A: Disputes can indicate market friction, potential valuation challenges, or emerging risk in mortgage securities.

Q: How often is this data updated?

A: Data is collected and reported quarterly on a non-seasonally adjusted basis.

Q: Who uses this information?

A: Investors, financial regulators, and risk management professionals monitor these trends.

Q: What does 'remained basically unchanged' mean?

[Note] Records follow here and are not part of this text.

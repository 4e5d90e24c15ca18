//! Multi-producer, single-consumer change queue with a wake-up signal.
//!
//! Producers push under a short mutex. The consumer takes the whole batch
//! at once by swapping the queue's storage with a pre-allocated scratch
//! buffer, so steady-state draining never allocates.
//!
//! A queue can also hold *headroom*: slots promised in advance to records
//! that another thread will push later with
//! [`push_reserved`](EventQueue::push_reserved). Headroom is allocated by
//! whoever reserves it, so the later push never grows the buffer.

use std::collections::VecDeque;
use std::sync::atomic::{AtomicBool, Ordering};

use parking_lot::{Condvar, Mutex};

use crate::record::ChangeRecord;

#[derive(Debug)]
struct Pending {
    events: VecDeque<ChangeRecord>,
    /// Spare slots owed to future `push_reserved` calls.
    headroom: usize,
}

/// FIFO of pending [`ChangeRecord`]s plus a condition for the waiting consumer.
#[derive(Debug)]
pub struct EventQueue {
    pending: Mutex<Pending>,
    ready: Condvar,
    stopped: AtomicBool,
}

impl EventQueue {
    /// Creates a queue with room for `capacity` records before growing.
    pub fn with_capacity(capacity: usize) -> Self {
        Self {
            pending: Mutex::new(Pending {
                events: VecDeque::with_capacity(capacity),
                headroom: 0,
            }),
            ready: Condvar::new(),
            stopped: AtomicBool::new(false),
        }
    }

    /// Appends a record, growing the buffer if needed.
    ///
    /// Hands the record back if the queue has been stopped.
    pub fn push(&self, record: ChangeRecord) -> Result<(), ChangeRecord> {
        let mut pending = self.pending.lock();
        if self.is_stopped() {
            return Err(record);
        }
        let needed = pending.headroom + 1;
        pending.events.reserve(needed);
        pending.events.push_back(record);
        Ok(())
    }

    /// Sets aside one slot for a later [`push_reserved`](Self::push_reserved).
    ///
    /// May allocate; call it from the thread that creates the record.
    pub fn reserve_slot(&self) {
        let mut pending = self.pending.lock();
        pending.headroom += 1;
        let headroom = pending.headroom;
        pending.events.reserve(headroom);
    }

    /// Returns a slot reserved for a record that will never be pushed.
    pub fn release_slot(&self) {
        let mut pending = self.pending.lock();
        pending.headroom = pending.headroom.saturating_sub(1);
    }

    /// Appends a record into a slot set aside by
    /// [`reserve_slot`](Self::reserve_slot). Does not allocate.
    ///
    /// Hands the record back if the queue has been stopped.
    pub fn push_reserved(&self, record: ChangeRecord) -> Result<(), ChangeRecord> {
        let mut pending = self.pending.lock();
        if self.is_stopped() {
            return Err(record);
        }
        debug_assert!(pending.events.len() < pending.events.capacity());
        pending.headroom = pending.headroom.saturating_sub(1);
        pending.events.push_back(record);
        Ok(())
    }

    /// Moves every queued record into the empty `batch`, in FIFO order.
    ///
    /// The two buffers are swapped, so the queue keeps the batch's spare
    /// capacity for the next producers. Outstanding headroom is restored on
    /// the swapped-in buffer; without headroom this never allocates.
    pub fn pop_all(&self, batch: &mut VecDeque<ChangeRecord>) {
        debug_assert!(batch.is_empty());
        let mut pending = self.pending.lock();
        std::mem::swap(&mut pending.events, batch);
        let headroom = pending.headroom;
        if headroom > 0 {
            pending.events.reserve(headroom);
        }
    }

    /// Wakes the waiting consumer, if any.
    pub fn notify(&self) {
        self.ready.notify_one();
    }

    /// Blocks until the queue is non-empty or stopped.
    ///
    /// Returns `false` once the queue has been stopped.
    pub fn wait(&self) -> bool {
        let mut pending = self.pending.lock();
        while pending.events.is_empty() && !self.is_stopped() {
            self.ready.wait(&mut pending);
        }
        !self.is_stopped()
    }

    /// Stops the queue and wakes every waiter.
    ///
    /// Returns `false` if the queue was already stopped.
    pub fn request_stop(&self) -> bool {
        if self.stopped.swap(true, Ordering::AcqRel) {
            return false;
        }
        // A waiter is either before its predicate check (and will see the
        // flag) or parked in `wait` (and will get the notification).
        drop(self.pending.lock());
        self.ready.notify_all();
        true
    }

    /// Whether [`request_stop`](Self::request_stop) has been called.
    #[inline]
    pub fn is_stopped(&self) -> bool {
        self.stopped.load(Ordering::Acquire)
    }

    /// Number of queued records.
    pub fn len(&self) -> usize {
        self.pending.lock().events.len()
    }

    /// Whether no records are queued.
    pub fn is_empty(&self) -> bool {
        self.pending.lock().events.is_empty()
    }

    /// Spare slots currently owed to reserved pushes.
    pub fn headroom(&self) -> usize {
        self.pending.lock().headroom
    }

    /// Current buffer capacity.
    pub fn capacity(&self) -> usize {
        self.pending.lock().events.capacity()
    }
}

#[cfg(test)]
mod tests {
    use super::*;
    use paramsync_core::{Parameter, Payload, Priority};
    use std::sync::Arc;
    use std::thread;
    use std::time::Duration;

    fn record(p: &Arc<Parameter>, value: f64) -> ChangeRecord {
        ChangeRecord::new(Arc::clone(p), Payload::Plain(value), Priority::Async, None)
    }

    #[test]
    fn pop_all_preserves_order_and_empties() {
        let p = Arc::new(Parameter::float("Mix", 0.0, 10.0, 0.0));
        let queue = EventQueue::with_capacity(4);
        for i in 0..6 {
            queue.push(record(&p, f64::from(i))).unwrap();
        }
        assert_eq!(queue.len(), 6);

        let mut batch = VecDeque::with_capacity(4);
        queue.pop_all(&mut batch);
        assert!(queue.is_empty());

        for (i, record) in batch.drain(..).enumerate() {
            record.deliver(Priority::Async);
            assert_eq!(p.value(), i as f64);
        }
    }

    #[test]
    fn reserved_slots_survive_swaps_and_pushes() {
        let p = Arc::new(Parameter::float("Mix", 0.0, 10.0, 0.0));
        let queue = EventQueue::with_capacity(2);
        for _ in 0..10 {
            queue.reserve_slot();
        }
        assert_eq!(queue.headroom(), 10);
        assert!(queue.capacity() >= 10);

        // Unreserved pushes keep the promised headroom free.
        queue.push(record(&p, 1.0)).unwrap();
        assert!(queue.capacity() >= queue.len() + 10);

        // So does the buffer swapped in by the consumer.
        let mut batch = VecDeque::new();
        queue.pop_all(&mut batch);
        assert_eq!(batch.len(), 1);
        assert!(queue.capacity() >= 10);

        let capacity = queue.capacity();
        for i in 0..10 {
            queue.push_reserved(record(&p, f64::from(i))).unwrap();
        }
        assert_eq!(queue.capacity(), capacity);
        assert_eq!(queue.headroom(), 0);
        assert_eq!(queue.len(), 10);
    }

    #[test]
    fn release_slot_saturates() {
        let queue = EventQueue::with_capacity(1);
        queue.reserve_slot();
        queue.release_slot();
        queue.release_slot();
        assert_eq!(queue.headroom(), 0);
    }

    #[test]
    fn stopped_queue_rejects_push() {
        let p = Arc::new(Parameter::float("Mix", 0.0, 1.0, 0.0));
        let queue = EventQueue::with_capacity(1);

        assert!(queue.request_stop());
        assert!(!queue.request_stop());
        assert!(queue.is_stopped());

        let rejected = queue.push(record(&p, 0.5)).unwrap_err();
        assert_eq!(rejected.target().name(), "Mix");
        assert!(queue.is_empty());
    }

    #[test]
    fn wait_returns_when_work_arrives() {
        let p = Arc::new(Parameter::float("Mix", 0.0, 1.0, 0.0));
        let queue = Arc::new(EventQueue::with_capacity(1));

        let waiter = {
            let queue = Arc::clone(&queue);
            thread::spawn(move || queue.wait())
        };
        thread::sleep(Duration::from_millis(10));
        queue.push(record(&p, 0.5)).unwrap();
        queue.notify();

        assert!(waiter.join().unwrap());
        assert_eq!(queue.len(), 1);
    }

    #[test]
    fn wait_returns_false_after_stop() {
        let queue = Arc::new(EventQueue::with_capacity(1));

        let waiter = {
            let queue = Arc::clone(&queue);
            thread::spawn(move || queue.wait())
        };
        thread::sleep(Duration::from_millis(10));
        queue.request_stop();

        assert!(!waiter.join().unwrap());
        // Already stopped: returns immediately.
        assert!(!queue.wait());
    }
}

A: Indicates minimal variation in dispute volumes compared to previous reporting periods.

Related Trends

39) Over the Past Three Months, How Has the Volume of Mark and Collateral Disputes with Clients of Each of the Following Types Changed?| F. Separately Managed Accounts Established with Investment Advisers. | Answer Type: Increased Considerably

ALLQ39FICNR

66) Over the Past Three Months, How Have the Terms Under Which Non-Agency RMBS Are Funded Changed?| A. Terms for Average Clients | 2. Maximum Maturity. | Answer Type: Tightened Somewhat

SFQ66A2TSNR

62) Over the Past Three Months, How Have the Terms Under Which Agency Rmbs Are Funded Changed?| A. Terms for Average Clients | 4. Collateral Spreads over Relevant Benchmark (Effective Financing Rates). | Answer Type: Tightened Somewhat

ALLQ62A4TSNR

37) To the Extent That the Price or Nonprice Terms Applied to Nonfinancial Corporations Have Tightened or Eased over the Past Three Months (as Reflected in Your Responses to Questions 35 and 36), What Are the Most Important Reasons for the Change?| B. Possible Reasons for Easing | 4. Lower Internal Treasury Charges for Funding. | Answer Type: 2nd Most Important

ALLQ37B42MINR

56) Over the Past Three Months, How Have the Terms Under Which High-Yield Corporate Bonds Are Funded Changed?| B. Terms for Most Favored Clients, as a Consequence of Breadth, Duration And/or Extent of Relationship | 2. Maximum Maturity. | Answer Type: Tightened Somewhat

SFQ56B2TSNR

66) Over the Past Three Months, How Have the Terms Under Which Non-Agency RMBS Are Funded Changed?| B. Terms for Most Favored Clients, as a Consequence of Breadth, Duration And/or Extent of Relationship | 1. Maximum Amount of Funding. | Answer Type: Remained Basically Unchanged

SFQ66B1RBUNR

Citation

U.S. Federal Reserve, Non-Agency RMBS Lending Disputes (SFQ78ERBUNR), retrieved from FRED.